Paroles d'Abel Prieto, directeur de la Casa de las Américas, lors de la présentation de l'exposition « Memoria »
Lorsque Corina m'a demandé à l'UNEAC, il y a quelques jours (précisément au moment où l'on commémorait le centenaire de Cintio), de dire quelques mots lors de cette inauguration, j'ai répondu oui, sans y réfléchir à deux fois. Premièrement, parce qu'il m'est très difficile de dire non à Corina, que j'aime beaucoup, et, deuxièmement, parce qu'il m'est encore plus difficile de ne pas accompagner Lesbia dans une occasion comme celle-ci, qui est, nous savons tous, une personne qui mérite la plus grande admiration, doublement admirable, en tant qu'artiste d'abord, parce qu'elle est l'une de nos grandes créatrices, qui a apporté et continue d'apporter une contribution inestimable au paysage visuel de la nation, et aussi en tant que être humain vraiment exceptionnel.

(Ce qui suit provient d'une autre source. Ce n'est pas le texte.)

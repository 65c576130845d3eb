// SPDX-License-Identifier: MIT
#![forbid(unsafe_code)]

//! Action HUD core model
//!
//! This crate holds the pure, I/O-light foundation of the action HUD: the
//! in-memory tree of groups and actions, path-style addressing over it,
//! stable encoded action keys, the two persisted snapshots (user layout and
//! actor selection), and the key-addressed blob store they live in.
//!
//! # Key components
//!
//! - [`node::Group`] / [`node::Action`] — the assembled tree handed to
//!   presentation.
//! - [`nest`] — pure addressing: `child_path`, `resolve`, `parent_path`.
//! - [`encoded::EncodedValue`] — action identity across rebuilds.
//! - [`snapshot::LayoutSnapshot`] / [`snapshot::SelectionSnapshot`] — the
//!   persisted shape and the persisted order/visibility.
//! - [`store::SnapshotStore`] — the abstract `(scope, id)` blob store, with
//!   memory and file backends.
//!
//! # Role in the workspace
//!
//! `hud-core` has no opinion on *when* trees are built or *what* actions a
//! game system exposes. `hud-assembly` merges generator output into these
//! types; `hud-runtime` schedules rebuilds and owns the session.

pub mod character;
pub mod encoded;
pub mod nest;
pub mod node;
pub mod snapshot;
pub mod store;

pub use character::Character;
pub use encoded::{DELIMITER, EncodedValue};
pub use nest::{InvalidId, SEPARATOR, child_path, parent_path, renumber, resolve, resolve_mut};
pub use node::{Action, AdvancedOptions, Group, NodeSource, apply_character_limits};
pub use snapshot::{
    GroupSelection, LayoutGroup, LayoutSnapshot, SelectionEntry, SelectionSnapshot, SnapshotError,
};
pub use store::{FileStore, MemoryStore, SnapshotStore, StoreError, StoreScope};
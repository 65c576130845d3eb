// SPDX-License-Identifier: MIT
//! Compendium-backed actions: one sub-generator pass per permitted pack.
//!
//! The pack catalogue is a capability injected by the host. Each permitted
//! pack becomes a `(pack id, Compendium)` slot; only packs whose id matches
//! a `compendium`-typed subcategory in the skeleton actually surface —
//! unmatched slots are dropped by the merge pass.

#![forbid(unsafe_code)]

use std::sync::Arc;

use hud_core::character::Character;
use hud_core::encoded::EncodedValue;
use hud_core::node::NodeSource;
use tracing::debug;

use crate::generator::{
    ActionGenerator, ActionRecord, GeneratorError, GeneratorOutput, GroupTarget,
};

/// A compendium pack the current user is permitted to open.
#[derive(Debug, Clone, PartialEq, Eq)]
pub struct CompendiumPack {
    /// Pack id; matches the id of a `compendium`-typed subcategory.
    pub id: String,
    /// Presentation label.
    pub name: String,
}

/// A single openable entry inside a pack.
#[derive(Debug, Clone, PartialEq, Eq)]
pub struct CompendiumEntry {
    /// Entry id within the pack.
    pub id: String,
    /// Presentation label.
    pub name: String,
    /// Optional image path used as the action icon.
    pub img: Option<String>,
}

/// Read-only view of the host's compendium catalogue.
pub trait CompendiumSource: Send + Sync {
    /// Packs the current user may open.
    fn packs(&self) -> Vec<CompendiumPack>;

    /// Entries of one pack.
    fn entries(&self, pack_id: &str) -> Result<Vec<CompendiumEntry>, GeneratorError>;
}

/// Built-in generator over a [`CompendiumSource`].
pub struct CompendiumGenerator {
    source: Arc<dyn CompendiumSource>,
}

impl CompendiumGenerator {
    /// Wrap a host catalogue.
    pub fn new(source: Arc<dyn CompendiumSource>) -> Self {
        Self { source }
    }
}

impl ActionGenerator for CompendiumGenerator {
    fn name(&self) -> &str {
        "compendium"
    }

    fn targets(&self, _character: &Character) -> Vec<GroupTarget> {
        self.source
            .packs()
            .into_iter()
            .map(|pack| GroupTarget::new(pack.id, NodeSource::Compendium))
            .collect()
    }

    fn populate(
        &self,
        _character: &Character,
        out: &mut GeneratorOutput,
    ) -> Result<(), GeneratorError> {
        for pack in self.source.packs() {
            let entries = self.source.entries(&pack.id)?;
            debug!(pack = %pack.id, entries = entries.len(), "compendium pack populated");

            let mut records = Vec::with_capacity(entries.len());
            for entry in entries {
                let encoded = EncodedValue::new("compendium", &[&pack.id, &entry.id])
                    .map_err(|e| GeneratorError::new("bad compendium encoding").with_source(e))?;
                let mut record = ActionRecord::new(&entry.id, &entry.name, encoded);
                record.icon = entry.img;
                records.push(record);
            }
            out.add_actions(GroupTarget::new(&pack.id, NodeSource::Compendium), records);
        }
        Ok(())
    }
}

// =============================================================================
// Tests
// =============================================================================
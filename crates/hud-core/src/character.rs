// SPDX-License-Identifier: MIT
//! The actor + token context a rebuild is performed for.

#![forbid(unsafe_code)]

/// The currently controlled character: an actor plus the tokens selected
/// for it on the canvas.
///
/// Generators read this to decide what to emit; the utility generator in
/// particular switches between single- and multi-token action variants
/// based on [`token_count`](Self::token_count).
#[derive(Debug, Clone, PartialEq, Eq)]
pub struct Character {
    /// Actor id; keys the selection snapshot in the store.
    pub actor_id: String,
    /// Display name, used in logs only.
    pub name: String,
    /// Ids of the selected tokens backing this character.
    pub token_ids: Vec<String>,
}

impl Character {
    /// Create a character with no tokens selected.
    pub fn new(actor_id: impl Into<String>, name: impl Into<String>) -> Self {
        Self {
            actor_id: actor_id.into(),
            name: name.into(),
            token_ids: Vec::new(),
        }
    }

    /// Set the selected tokens.
    #[must_use]
    pub fn with_tokens<I, S>(mut self, token_ids: I) -> Self
    where
        I: IntoIterator<Item = S>,
        S: Into<String>,
    {
        self.token_ids = token_ids.into_iter().map(Into::into).collect();
        self
    }

    /// Number of selected tokens.
    pub fn token_count(&self) -> usize {
        self.token_ids.len()
    }
}

#[cfg(test)]
mod tests {
    use super::*;

    #[test]
    fn with_tokens_collects_ids() {
        let character = Character::new("actor-1", "Vex").with_tokens(["t1", "t2"]);
        assert_eq!(character.token_count(), 2);
        assert_eq!(character.token_ids, vec!["t1", "t2"]);
    }
}
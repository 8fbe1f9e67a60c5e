//! MCP Tool definitions and handlers
//!
//! Defines the two mail tools, validates their arguments and shapes every
//! outcome into a [`CallToolResult`].

use std::sync::Arc;

use serde::de::DeserializeOwned;
use serde::Deserialize;
use serde_json::{json, Value};
use validator::Validate;

use crate::config::gmail::{DEFAULT_UNREAD_LIMIT, MAX_UNREAD_LIMIT, MIN_UNREAD_LIMIT};
use crate::error::{GmailMcpError, McpError, Result, ValidationError};
use crate::gmail::service::MailService;
use crate::mcp::types::{CallToolResult, Tool};

pub const GET_UNREAD_EMAILS: &str = "get_unread_emails";
pub const CREATE_DRAFT_REPLY: &str = "create_draft_reply";

/// Tool handler
pub struct ToolHandler {
    mail: Arc<MailService>,
}

impl ToolHandler {
    /// Create a new tool handler
    pub fn new(mail: Arc<MailService>) -> Self {
        Self { mail }
    }

    /// List all available tools
    pub fn list_tools(&self) -> Vec<Tool> {
        vec![
            tool_def(
                GET_UNREAD_EMAILS,
                "Fetch unread emails from Gmail. Returns sender, subject, date, body, message ID, and thread ID for each email.",
                get_unread_emails_schema(),
            ),
            tool_def(
                CREATE_DRAFT_REPLY,
                "Create a draft reply in an existing email thread. The draft is saved, not sent. Each call creates a new draft.",
                create_draft_reply_schema(),
            ),
        ]
    }

    /// Call a tool by name. Errors never escape; they become failure results.
    pub async fn call_tool(&self, name: &str, args: Value) -> CallToolResult {
        let outcome = match name {
            GET_UNREAD_EMAILS => self.handle_get_unread_emails(args).await,
            CREATE_DRAFT_REPLY => self.handle_create_draft_reply(args).await,
            _ => Err(GmailMcpError::Mcp(McpError::UnknownTool {
                name: name.to_string(),
            })),
        };

        match outcome {
            Ok(payload) => CallToolResult::json(payload),
            Err(e) => {
                tracing::warn!(tool = name, kind = %e.kind(), "tool call failed: {}", e);
                CallToolResult::failure(&e)
            }
        }
    }

    // ==================== Tool Handlers ====================

    async fn handle_get_unread_emails(&self, args: Value) -> Result<Value> {
        let limit = parse_limit(&args)?;
        let emails = self.mail.list_unread(limit).await?;

        Ok(json!({
            "count": emails.len(),
            "emails": emails,
        }))
    }

    async fn handle_create_draft_reply(&self, args: Value) -> Result<Value> {
        #[derive(Deserialize, Validate)]
        struct Args {
            #[serde(alias = "threadId")]
            #[validate(length(min = 1, message = "thread_id must not be empty"))]
            thread_id: String,

            #[serde(alias = "replyBody")]
            #[validate(length(min = 1, message = "reply_body must not be empty"))]
            reply_body: String,
        }

        let args: Args = parse_args(args)?;
        args.validate().map_err(|e| {
            GmailMcpError::Validation(ValidationError::InvalidParameter {
                name: "arguments".to_string(),
                message: e.to_string(),
            })
        })?;

        let draft = self
            .mail
            .create_draft_reply(&args.thread_id, &args.reply_body)
            .await?;
        Ok(serde_json::to_value(draft)?)
    }
}

fn parse_args<T: DeserializeOwned>(args: Value) -> Result<T> {
    let args = if args.is_null() { json!({}) } else { args };
    serde_json::from_value(args).map_err(|e| {
        GmailMcpError::Mcp(McpError::InvalidArguments {
            message: e.to_string(),
        })
    })
}

/// Read the optional `limit` argument.
///
/// Non-integers are rejected; integers outside the supported range are
/// clamped later by the operation.
fn parse_limit(args: &Value) -> Result<i64> {
    let raw = match args {
        Value::Null => return Ok(DEFAULT_UNREAD_LIMIT),
        Value::Object(map) => map.get("limit"),
        _ => {
            return Err(GmailMcpError::Mcp(McpError::InvalidArguments {
                message: "arguments must be an object".to_string(),
            }))
        }
    };

    match raw {
        None | Some(Value::Null) => Ok(DEFAULT_UNREAD_LIMIT),
        Some(value) => value
            .as_i64()
            .or_else(|| value.as_u64().map(|_| i64::MAX))
            .ok_or_else(|| {
                GmailMcpError::Validation(ValidationError::InvalidParameter {
                    name: "limit".to_string(),
                    message: format!("expected an integer, got {}", value),
                })
            }),
    }
}

fn tool_def(name: &str, description: &str, input_schema: Value) -> Tool {
    Tool {
        name: name.to_string(),
        description: Some(description.to_string()),
        input_schema,
    }
}

fn get_unread_emails_schema() -> Value {
    json!({
        "type": "object",
        "properties": {
            "limit": {
                "type": "integer",
                "description": format!(
                    "Maximum number of emails to fetch (default: {}, clamped to {}-{})",
                    DEFAULT_UNREAD_LIMIT, MIN_UNREAD_LIMIT, MAX_UNREAD_LIMIT
                ),
                "default": DEFAULT_UNREAD_LIMIT,
                "minimum": MIN_UNREAD_LIMIT,
                "maximum": MAX_UNREAD_LIMIT
            }
        },
        "required": []
    })
}

fn create_draft_reply_schema() -> Value {
    json!({
        "type": "object",
        "properties": {
            "thread_id": {
                "type": "string",
                "description": "The thread ID from get_unread_emails to reply to"
            },
            "reply_body": {
                "type": "string",
                "description": "The plain-text body of the reply"
            }
        },
        "required": ["thread_id", "reply_body"]
    })
}
//! Gmail API module
//!
//! Authentication, the API client, and the two mail operations built on them.

pub mod auth;
pub mod client;
pub mod reply;
pub mod service;
pub mod store;
pub mod types;
pub mod utils;
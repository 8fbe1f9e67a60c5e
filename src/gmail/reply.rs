//! Threaded reply construction
//!
//! Builds the RFC 2822 message for a draft reply from the headers of the
//! message being answered.

use crate::gmail::types::Message;
use crate::gmail::utils::{encode_mime_header, message_header};

/// Headers and body of a reply to an existing message
#[derive(Debug, Clone, PartialEq, Eq)]
pub struct ReplyEnvelope {
    pub to: String,
    pub subject: String,
    pub in_reply_to: Option<String>,
    pub references: Option<String>,
    pub body: String,
}

impl ReplyEnvelope {
    /// Build a reply to `original` carrying `body`
    pub fn for_message(original: &Message, body: &str) -> Self {
        let reply_to = message_header(original, "Reply-To");
        let to = if reply_to.trim().is_empty() {
            message_header(original, "From")
        } else {
            reply_to
        };

        let message_id = message_header(original, "Message-ID");
        let message_id = message_id.trim();
        let references = reply_references(&message_header(original, "References"), message_id);

        Self {
            to,
            subject: reply_subject(&message_header(original, "Subject")),
            in_reply_to: (!message_id.is_empty()).then(|| message_id.to_string()),
            references,
            body: body.to_string(),
        }
    }

    /// Render as an RFC 2822 message with CRLF line endings
    pub fn to_mime(&self) -> String {
        let mut lines = Vec::new();

        lines.push(format!("To: {}", single_line(&self.to)));
        lines.push(format!("Subject: {}", encode_mime_header(&single_line(&self.subject))));

        if let Some(ref in_reply_to) = self.in_reply_to {
            lines.push(format!("In-Reply-To: {}", single_line(in_reply_to)));
        }
        if let Some(ref references) = self.references {
            lines.push(format!("References: {}", single_line(references)));
        }

        let encoding = if self.body.is_ascii() { "7bit" } else { "8bit" };
        lines.push("MIME-Version: 1.0".to_string());
        lines.push("Content-Type: text/plain; charset=UTF-8".to_string());
        lines.push(format!("Content-Transfer-Encoding: {}", encoding));
        lines.push(String::new());
        lines.push(self.body.replace("\r\n", "\n").replace('\n', "\r\n"));

        lines.join("\r\n")
    }
}

/// Prefix a subject with `Re: ` unless it already carries one
pub fn reply_subject(subject: &str) -> String {
    let subject = subject.trim();
    if subject.is_empty() {
        return String::new();
    }
    let already_reply = subject
        .get(..3)
        .is_some_and(|prefix| prefix.eq_ignore_ascii_case("re:"));
    if already_reply {
        subject.to_string()
    } else {
        format!("Re: {}", subject)
    }
}

/// Extend a References chain with the id of the message being answered
pub fn reply_references(references: &str, message_id: &str) -> Option<String> {
    let mut chain: Vec<&str> = references.split_whitespace().collect();
    if !message_id.is_empty() && !chain.contains(&message_id) {
        chain.push(message_id);
    }
    if chain.is_empty() {
        None
    } else {
        Some(chain.join(" "))
    }
}

fn single_line(value: &str) -> String {
    value
        .split(['\r', '\n'])
        .map(str::trim)
        .filter(|s| !s.is_empty())
        .collect::<Vec<_>>()
        .join(" ")
}

#[cfg(test)]
mod tests {
    use super::*;
    use crate::gmail::types::{Header, MessagePart};

    fn original(headers: &[(&str, &str)]) -> Message {
        Message {
            id: "m1".to_string(),
            thread_id: Some("t1".to_string()),
            payload: Some(MessagePart {
                headers: headers
                    .iter()
                    .map(|(name, value)| Header {
                        name: name.to_string(),
                        value: value.to_string(),
                    })
                    .collect(),
                ..Default::default()
            }),
            ..Default::default()
        }
    }

    #[test]
    fn test_reply_subject_prefix() {
        assert_eq!(reply_subject("Meeting notes"), "Re: Meeting notes");
        assert_eq!(reply_subject("Re: Meeting notes"), "Re: Meeting notes");
        assert_eq!(reply_subject("RE: Meeting notes"), "RE: Meeting notes");
        assert_eq!(reply_subject("re:Meeting notes"), "re:Meeting notes");
        assert_eq!(reply_subject("Regarding notes"), "Re: Regarding notes");
        assert_eq!(reply_subject(""), "");
    }

    #[test]
    fn test_reply_subject_multibyte() {
        assert_eq!(reply_subject("日本"), "Re: 日本");
    }

    #[test]
    fn test_reply_references() {
        assert_eq!(reply_references("", "<c@x>").as_deref(), Some("<c@x>"));
        assert_eq!(
            reply_references("<a@x> <b@x>", "<c@x>").as_deref(),
            Some("<a@x> <b@x> <c@x>")
        );
        assert_eq!(
            reply_references("<a@x>\r\n <c@x>", "<c@x>").as_deref(),
            Some("<a@x> <c@x>")
        );
        assert_eq!(reply_references("", ""), None);
    }

    #[test]
    fn test_envelope_from_original() {
        let msg = original(&[
            ("From", "Alice <alice@example.com>"),
            ("Subject", "Meeting notes"),
            ("Message-Id", "<m2@example.com>"),
            ("References", "<m1@example.com>"),
        ]);

        let envelope = ReplyEnvelope::for_message(&msg, "Thanks!");
        assert_eq!(envelope.to, "Alice <alice@example.com>");
        assert_eq!(envelope.subject, "Re: Meeting notes");
        assert_eq!(envelope.in_reply_to.as_deref(), Some("<m2@example.com>"));
        assert_eq!(
            envelope.references.as_deref(),
            Some("<m1@example.com> <m2@example.com>")
        );
    }

    #[test]
    fn test_envelope_prefers_reply_to() {
        let msg = original(&[
            ("From", "alice@example.com"),
            ("Reply-To", "list@example.com"),
        ]);
        let envelope = ReplyEnvelope::for_message(&msg, "ok");
        assert_eq!(envelope.to, "list@example.com");
        assert_eq!(envelope.in_reply_to, None);
        assert_eq!(envelope.references, None);
    }

    #[test]
    fn test_to_mime() {
        let envelope = ReplyEnvelope {
            to: "bob@example.com".to_string(),
            subject: "Re: Hi".to_string(),
            in_reply_to: Some("<a@x>".to_string()),
            references: Some("<a@x>".to_string()),
            body: "line one\nline two".to_string(),
        };
        let mime = envelope.to_mime();
        assert!(mime.starts_with("To: bob@example.com\r\n"));
        assert!(mime.contains("\r\nSubject: Re: Hi\r\n"));
        assert!(mime.contains("\r\nIn-Reply-To: <a@x>\r\n"));
        assert!(mime.contains("\r\nReferences: <a@x>\r\n"));
        assert!(mime.contains("Content-Transfer-Encoding: 7bit"));
        assert!(mime.ends_with("\r\n\r\nline one\r\nline two"));
    }

    #[test]
    fn test_to_mime_non_ascii() {
        let envelope = ReplyEnvelope {
            to: "bob@example.com".to_string(),
            subject: "Re: Café".to_string(),
            in_reply_to: None,
            references: None,
            body: "Merci beaucoup, à bientôt".to_string(),
        };
        let mime = envelope.to_mime();
        assert!(mime.contains("Subject: =?UTF-8?B?"));
        assert!(mime.contains("Content-Transfer-Encoding: 8bit"));
        assert!(!mime.contains("In-Reply-To"));
    }

    #[test]
    fn test_header_injection_is_flattened() {
        let envelope = ReplyEnvelope {
            to: "bob@example.com\r\nBcc: evil@example.com".to_string(),
            subject: "Re: x".to_string(),
            in_reply_to: None,
            references: None,
            body: String::new(),
        };
        let mime = envelope.to_mime();
        assert!(mime.starts_with("To: bob@example.com Bcc: evil@example.com\r\n"));
    }
}
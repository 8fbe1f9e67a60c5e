//! Gmail API client
//!
//! [`MailApi`] is the narrow slice of Gmail the mail operations rely on;
//! [`GmailClient`] implements it over the REST API.

use async_trait::async_trait;

use crate::config::gmail::{API_BASE_URL, USER_ID};
use crate::error::{GmailApiError, GmailMcpError, Result};
use crate::gmail::types::*;

/// Remote mail capabilities, each call authorized by a bearer token
#[async_trait]
pub trait MailApi: Send + Sync {
    /// List message references matching a search query
    async fn list_message_ids(
        &self,
        access_token: &str,
        query: &str,
        max_results: u32,
    ) -> Result<Vec<MessageRef>>;

    /// Get a message with headers and full MIME payload
    async fn get_message(&self, access_token: &str, message_id: &str) -> Result<Message>;

    /// Get a thread with all of its messages
    async fn get_thread(&self, access_token: &str, thread_id: &str) -> Result<Thread>;

    /// Create a draft (not sent)
    async fn create_draft(&self, access_token: &str, request: &CreateDraftRequest) -> Result<Draft>;
}

/// Gmail API client
pub struct GmailClient {
    /// HTTP client
    http_client: reqwest::Client,

    base_url: String,
}

impl GmailClient {
    /// Create a new Gmail client
    pub fn new() -> Self {
        Self::with_base_url(API_BASE_URL)
    }

    /// Create a client against a different API root
    pub fn with_base_url(base_url: impl Into<String>) -> Self {
        Self {
            http_client: reqwest::Client::new(),
            base_url: base_url.into().trim_end_matches('/').to_string(),
        }
    }

    /// Base URL for messages
    fn messages_url(&self) -> String {
        format!("{}/users/{}/messages", self.base_url, USER_ID)
    }

    /// Base URL for threads
    fn threads_url(&self) -> String {
        format!("{}/users/{}/threads", self.base_url, USER_ID)
    }

    /// Base URL for drafts
    fn drafts_url(&self) -> String {
        format!("{}/users/{}/drafts", self.base_url, USER_ID)
    }
}

impl Default for GmailClient {
    fn default() -> Self {
        Self::new()
    }
}

#[async_trait]
impl MailApi for GmailClient {
    async fn list_message_ids(
        &self,
        access_token: &str,
        query: &str,
        max_results: u32,
    ) -> Result<Vec<MessageRef>> {
        let url = format!(
            "{}?q={}&maxResults={}",
            self.messages_url(),
            urlencoding::encode(query),
            max_results
        );

        let response = self
            .http_client
            .get(&url)
            .bearer_auth(access_token)
            .send()
            .await?;

        if !response.status().is_success() {
            let status = response.status();
            let text = response.text().await.unwrap_or_default();
            return Err(GmailMcpError::Gmail(GmailApiError::FetchFailed {
                message: format!("Failed to list messages ({}): {}", status, text),
            }));
        }

        let message_list: MessageList = response.json().await?;
        tracing::debug!(count = message_list.messages.len(), "listed messages");
        Ok(message_list.messages)
    }

    async fn get_message(&self, access_token: &str, message_id: &str) -> Result<Message> {
        let url = format!(
            "{}/{}?format=full",
            self.messages_url(),
            urlencoding::encode(message_id)
        );

        let response = self
            .http_client
            .get(&url)
            .bearer_auth(access_token)
            .send()
            .await?;

        if response.status().is_success() {
            Ok(response.json().await?)
        } else if response.status().as_u16() == 404 {
            Err(GmailMcpError::Gmail(GmailApiError::MessageNotFound {
                message_id: message_id.to_string(),
            }))
        } else {
            let status = response.status();
            let text = response.text().await.unwrap_or_default();
            Err(GmailMcpError::Gmail(GmailApiError::FetchFailed {
                message: format!("Failed to get message {} ({}): {}", message_id, status, text),
            }))
        }
    }

    async fn get_thread(&self, access_token: &str, thread_id: &str) -> Result<Thread> {
        let url = format!(
            "{}/{}?format=full",
            self.threads_url(),
            urlencoding::encode(thread_id)
        );

        let response = self
            .http_client
            .get(&url)
            .bearer_auth(access_token)
            .send()
            .await?;

        let status = response.status();
        if status.is_success() {
            Ok(response.json().await?)
        } else if status.as_u16() == 404 || status.as_u16() == 400 {
            // Malformed ids come back as 400 "Invalid id value"
            Err(GmailMcpError::Gmail(GmailApiError::ThreadNotFound {
                thread_id: thread_id.to_string(),
            }))
        } else {
            let text = response.text().await.unwrap_or_default();
            Err(GmailMcpError::Gmail(GmailApiError::FetchFailed {
                message: format!("Failed to get thread {} ({}): {}", thread_id, status, text),
            }))
        }
    }

    async fn create_draft(&self, access_token: &str, request: &CreateDraftRequest) -> Result<Draft> {
        let response = self
            .http_client
            .post(self.drafts_url())
            .bearer_auth(access_token)
            .json(request)
            .send()
            .await?;

        if response.status().is_success() {
            Ok(response.json().await?)
        } else {
            let status = response.status();
            let text = response.text().await.unwrap_or_default();
            Err(GmailMcpError::Gmail(GmailApiError::DraftCreationFailed {
                message: format!("Failed to create draft ({}): {}", status, text),
            }))
        }
    }
}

Il est impossible de penser à Lesbia sans penser à sa générosité, sa vocation de service, sa volonté permanente d'aider les autres, son « aura » propre comme disent les spiritualistes, sa façon si authentique de s'installer dans la vie (étranger à toute « pose », au moindre artifice), son armure pour se protéger des intrigues et des mesquineries, son esprit unitaire naturel (qui contribue tant à l'UNEAC au quotidien, comme elle contribuait auparavant dans la Casa de las Américas) et autre chose qui la caractérise radicalement dès son plus jeune âge : son dévouement absolu à la Révolution.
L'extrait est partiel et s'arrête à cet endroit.